The political outcome of Biden's mental state is, if possible, even more unsettling. The role of the president is meant to be powerful. All constitutional checks and balances considered, the sheer power of the chief executive, in that one single person invested with authority to counter-balance the power of the legislative and judicial branches, is truly awesome.
In our situation today, we see a man who is clearly not in full command of his mental faculties, who is allowing himself to be considered for that office of chief executive; an office which, unlike a prime minister in a parliamentary system, is intended to be stable and not prone to regular changes in leadership.
The expectation of a normal four-year presidential tenure on Biden’s part if he is elected must, at the very least, be subjected to serious doubt. If pronouncing basic words -- let alone quoting the most famous phrase of our Declaration of Independence -- is such a confusing ordeal for him, then it is our urgent duty to question whether this individual is fit to be the man who must accept the ultimate responsibility for this country’s national security and well-being.

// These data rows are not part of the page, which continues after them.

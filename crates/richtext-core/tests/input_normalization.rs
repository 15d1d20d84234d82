//! End-to-end event processing: raw surface events through the normalizer
//! into the dispatcher, including composition gating and the
//! capability-conditional insertion binding.

use pretty_assertions::assert_eq;
use richtext_core::{
    BlockKind, Dispatch, EditIntent, EditorModel, EditorSession, HeadlessDocument, KeyCode,
    KeyStroke, MountOptions, NodeId, SurfaceCapabilities, SurfaceEvent,
};

fn mounted(capabilities: SurfaceCapabilities) -> (EditorSession<HeadlessDocument>, NodeId) {
    let mut document = HeadlessDocument::new();
    let block = document.append_block(BlockKind::Paragraph, "seed");
    document.select_at(block, 4);
    let mut session = EditorSession::new(document);
    session
        .mount(MountOptions {
            capabilities,
            ..MountOptions::default()
        })
        .expect("fresh session mounts");
    (session, block)
}

#[test]
fn test_paste_inserts_clipboard_text() {
    let (mut session, block) = mounted(SurfaceCapabilities::native());

    let handled = session.process_event(SurfaceEvent::Paste {
        text: "ling".to_string(),
    });
    assert_eq!(handled, Dispatch::Handled);
    assert_eq!(session.model().text_of(block), "seedling");
}

#[test]
fn test_cut_removes_selected_range() {
    let (mut session, block) = mounted(SurfaceCapabilities::native());
    session.update(|model| model.select_range(block, 0, 2));

    let handled = session.process_event(SurfaceEvent::Cut);
    assert_eq!(handled, Dispatch::Handled);
    assert_eq!(session.model().text_of(block), "ed");
}

#[test]
fn test_before_input_intents_reach_the_model() {
    let (mut session, block) = mounted(SurfaceCapabilities::native());

    session.process_event(SurfaceEvent::BeforeInput(EditIntent::InsertText(
        "!".to_string(),
    )));
    assert_eq!(session.model().text_of(block), "seed!");

    session.process_event(SurfaceEvent::BeforeInput(EditIntent::DeleteBackward));
    assert_eq!(session.model().text_of(block), "seed");

    session.process_event(SurfaceEvent::BeforeInput(EditIntent::InsertLineBreak));
    assert_eq!(session.model().text_of(block), "seed\n");

    session.process_event(SurfaceEvent::BeforeInput(EditIntent::InsertParagraph));
    let root = session.model().root();
    assert_eq!(session.model().child_count(root), 2);
}

#[test]
fn test_drop_is_inert_on_native_surfaces() {
    let (mut session, block) = mounted(SurfaceCapabilities::native());

    let handled = session.process_event(SurfaceEvent::Drop {
        text: "dragged".to_string(),
    });
    assert_eq!(handled, Dispatch::Unhandled);
    assert_eq!(session.model().text_of(block), "seed");
}

#[test]
fn test_drop_polyfill_inserts_on_legacy_surfaces() {
    let (mut session, block) = mounted(SurfaceCapabilities::polyfilled());

    let handled = session.process_event(SurfaceEvent::Drop {
        text: " dragged".to_string(),
    });
    assert_eq!(handled, Dispatch::Handled);
    assert_eq!(session.model().text_of(block), "seed dragged");

    // And the reverse: beforeinput never fires on these surfaces, so a
    // stray one is dropped rather than double-handled.
    let handled = session.process_event(SurfaceEvent::BeforeInput(EditIntent::InsertText(
        "x".to_string(),
    )));
    assert_eq!(handled, Dispatch::Unhandled);
    assert_eq!(session.model().text_of(block), "seed dragged");
}

#[test]
fn test_keydown_flows_through_to_editing_semantics() {
    let (mut session, block) = mounted(SurfaceCapabilities::native());

    let handled = session.process_event(SurfaceEvent::KeyDown(KeyStroke::plain(KeyCode::Backspace)));
    assert_eq!(handled, Dispatch::Handled);
    assert_eq!(session.model().text_of(block), "see");

    let handled = session.process_event(SurfaceEvent::KeyDown(KeyStroke::plain(KeyCode::Tab)));
    assert_eq!(handled, Dispatch::Handled);
    assert_eq!(session.model().indent_of(block), 1);
}

#[test]
fn test_arrow_keydown_is_not_suppressed_by_default() {
    let (mut session, _block) = mounted(SurfaceCapabilities::native());

    let handled =
        session.process_event(SurfaceEvent::KeyDown(KeyStroke::plain(KeyCode::ArrowLeft)));
    assert_eq!(handled, Dispatch::Unhandled);
}

#[test]
fn test_composition_span_gates_key_events() {
    let (mut session, block) = mounted(SurfaceCapabilities::native());

    session.process_event(SurfaceEvent::CompositionStart);
    assert!(session.is_composing());

    // The IME owns key strokes for the duration of the span.
    let handled = session.process_event(SurfaceEvent::KeyDown(KeyStroke::plain(KeyCode::Backspace)));
    assert_eq!(handled, Dispatch::Unhandled);
    assert_eq!(session.model().text_of(block), "seed");

    session.process_event(SurfaceEvent::CompositionEnd);
    assert!(!session.is_composing());

    let handled = session.process_event(SurfaceEvent::KeyDown(KeyStroke::plain(KeyCode::Backspace)));
    assert_eq!(handled, Dispatch::Handled);
    assert_eq!(session.model().text_of(block), "see");
}

#[test]
fn test_mutation_observer_reconciles_text() {
    let (mut session, block) = mounted(SurfaceCapabilities::native());
    let text_node = session.model().text_node_of(block).expect("block has text");

    // Spell correction rewrote the node behind the editor's back.
    assert!(session.observe_mutation(text_node, "sled"));
    assert_eq!(session.model().text_of(block), "sled");
}

#[test]
fn test_mutation_observer_is_inert_while_composing() {
    let (mut session, block) = mounted(SurfaceCapabilities::native());
    let text_node = session.model().text_node_of(block).expect("block has text");

    session.process_event(SurfaceEvent::CompositionStart);
    assert!(!session.observe_mutation(text_node, "sled"));
    assert_eq!(session.model().text_of(block), "seed");
}

#[test]
fn test_bookkeeping_events_do_not_claim_or_mutate() {
    let (mut session, block) = mounted(SurfaceCapabilities::native());
    let version_before = session.version();

    for event in [
        SurfaceEvent::SelectionChange,
        SurfaceEvent::Copy,
        SurfaceEvent::DragStart,
        SurfaceEvent::Input,
        SurfaceEvent::Click,
    ] {
        assert_eq!(session.process_event(event), Dispatch::Unhandled);
    }
    assert_eq!(session.model().text_of(block), "seed");
    assert_eq!(session.version(), version_before);
}

#[test]
fn test_events_pass_through_on_unmounted_session() {
    let mut document = HeadlessDocument::new();
    let block = document.append_block(BlockKind::Paragraph, "seed");
    document.select_at(block, 4);
    let mut session = EditorSession::new(document);

    let handled = session.process_event(SurfaceEvent::Paste {
        text: "x".to_string(),
    });
    assert_eq!(handled, Dispatch::Unhandled);
    assert_eq!(session.model().text_of(block), "seed");
}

These facts squarely cast the Democrat side of the current election as not a presidential election at all, but a vice-presidential election.
Should Biden win, the chances are very probable that his vice president will become the 47th president to finish out his first four-year term. As the vice president automatically succeeds to the Oval Office if the president dies or is rendered permanently incapacitated, the profoundly anti-democratic repercussions of this situation is worsened by whom Biden has actually chosen.
The traditional custom for presidential hopefuls is to either choose the second-highest-polling candidate in a primary race, as Ronald Reagan did with George H. W. Bush in 1980, or to choose a highly capable politician who is well-respected by most of the party, as Donald Trump did with Governor Mike Pence in 2016. In both of those cases, the aforementioned running mates reflected the Republican Party and its voters quite respectably while promoting unity.
It is highly questionable, meanwhile, whether Kamala Harris -- aside from all of the establishment media’s expected giddy cheerleading -- really represents her party all that well. She was polling at 2% nationally by the time she ended her own presidential bid on December 3, 2019. Her more radical positions, such as support for the Obama administration’s Iran deal, prosecuting a journalist who exposed Planned Parenthood’s collection and sale of aborted babies’ body parts (while receiving campaign donations from them), and defending Ilhan Omar’s anti-Semitism, may indeed sit well with a great many leftists, but her actions as Attorney General of California may not. While in that position, Harris jailed hundreds on marijuana charges and authorized anti-prostitution sting operations which, according to SF Weekly, disproportionately targeted Latino men (a crucial Democrat demographic). In addition to this -- though she later admitted it was a mistake -- she prosecuted and jailed the parents of truant teens. She even refused to release the names of Catholic priests accused of sexually molesting children, abnegating law enforcement’s most basic and humane duty -- regardless of anyone’s opinion of the Catholic Church.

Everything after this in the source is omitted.